|Neste Oil Corporation
Stock Exchange Release
3 February 2012 at 9.00 am (EET)
Neste Oil’s Financial Statements for 2011
- Full-year comparable operating profit totaled EUR 156 million (EUR 240 million in 2010)
- Fourth-quarter comparable operating profit was EUR 14 million (Q4/2010: 90 million), impacted by a lower total refining margin
- Fourth-quarter sales volumes at Renewable Fuels increased by 55% and comparable operating profit improved by EUR 42 million compared to the previous quarter
2011 in brief:
• Comparable operating profit was EUR 156 million (2010: 240 million)
• IFRS operating profit was EUR 273 million (2010: 323 million)
• Total refining margin was USD 8.48/bbl (2010: 8.14)
• Net cash from operations was EUR 197 million (2010: 1,105 million)
• Investments totaled EUR 364 million (2010: 943 million)
• Leverage ratio was 45.7% (2010: 42.6%) at the end of the year
• A new renewable diesel refinery in Rotterdam and a new base oil joint venture plant in Bahrain were completed within original budget and on-schedule
• The Board of Directors will propose a dividend of EUR 0.35 per share (2010: 0.35).
Fourth quarter of 2011 in brief:
• Comparable operating profit came in at EUR 14 million (Q4/2010: 90 million)
• IFRS operating profit was EUR -22 million (Q4/2010: 146 million)
• Total refining margin was USD 6.97/bbl (Q4/2010: 9.67)
• Sales volumes were high, at 4,179 million tons (Q4/2010: 4,232)
• Net cash from operations was EUR 394 million (Q4/2010: 483 million).
President & CEO Matti Lievonen:
“We completed our major investment program in 2011, when both the new renewable diesel refinery in Rotterdam and our joint venture base oil plant in Bahrain came on stream.
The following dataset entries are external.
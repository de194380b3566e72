//! Print the name of the largest plain file in a directory.
//!
//! ```bash
//! largest /var/log
//! RUST_LOG=stagefan=debug largest --no-cancel ~/Downloads
//! ```

use std::io::IsTerminal;
use std::path::PathBuf;
use std::process::ExitCode;
use std::sync::Arc;

use anyhow::Context;
use clap::Parser;
use futures::future::BoxFuture;
use futures::FutureExt;
use tracing_subscriber::{fmt, EnvFilter};

use stagefan::{largest_file, FanOut, TokioFs};

#[derive(Debug, Parser)]
#[command(name = "largest", version, about = "Find the largest plain file in a directory")]
struct Args {
    /// Directory to inspect (not recursive)
    dir: PathBuf,

    /// Fetch metadata inside the current task instead of spawning onto the runtime
    #[arg(long)]
    local: bool,

    /// Let in-flight metadata requests finish after the first failure
    #[arg(long)]
    no_cancel: bool,
}

/// Library log filter used when `RUST_LOG` is unset.
const DEFAULT_FILTER: &str = "stagefan=error";

fn init_logging() {
    fmt()
        .with_env_filter(
            EnvFilter::try_from_default_env().unwrap_or_else(|_| EnvFilter::new(DEFAULT_FILTER)),
        )
        .with_writer(std::io::stderr)
        .with_ansi(std::io::stderr().is_terminal())
        .init();
}

async fn run(args: Args) -> anyhow::Result<String> {
    let provider = Arc::new(TokioFs);
    let dir = args.dir.clone();

    let name = if args.local {
        let fan_out = FanOut::local().cancel_on_failure(!args.no_cancel);
        largest_file(provider, fan_out, args.dir).await
    } else {
        let fan_out = FanOut::new(|fut: BoxFuture<'static, ()>| tokio::spawn(fut).map(|_| ()))
            .cancel_on_failure(!args.no_cancel);
        largest_file(provider, fan_out, args.dir).await
    };

    name.with_context(|| format!("cannot find the largest file in {}", dir.display()))
}

#[tokio::main]
async fn main() -> ExitCode {
    init_logging();
    let args = Args::parse();

    match run(args).await {
        Ok(name) => {
            println!("{name}");
            ExitCode::SUCCESS
        }
        Err(err) => {
            eprintln!("error: {err:#}");
            ExitCode::FAILURE
        }
    }
}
I am also very proud of the improvement we achieved in our safety performance last year, which was best ever.
Uncertainties related to overall economic developments and a surplus of global refining capacity, combined with a mild early winter, had a negative impact on refining margins towards the end of the year and our fourth-quarter results. However, our Oil Products segment succeeded in recording a better comparable operating profit in 2011 than in 2010.
The Renewable Fuels business was in ramp-up mode last year, but we made encouraging progress in increasing sales volumes and expanding our customer base during the year. During the last quarter of 2011, we increased renewable diesel sales volumes by 55% compared to the third quarter. Although the Renewable Fuels segment remained loss-making in 2011, we are on the right track to making it profitable. In line with our strategy, we also succeeded in extending our renewable feedstock base and all our renewable fuel production facilities are now ISCC-certified.
Despite the current uncertainties in the market conditions, we expect Neste Oil’s full-year comparable operating profit to improve significantly compared to 2011, assuming that Neste Oil’s reference refining margin remains at last year’s level and that quarterly sales volumes of renewable diesel are similar or above those seen during the last quarter of 2011.”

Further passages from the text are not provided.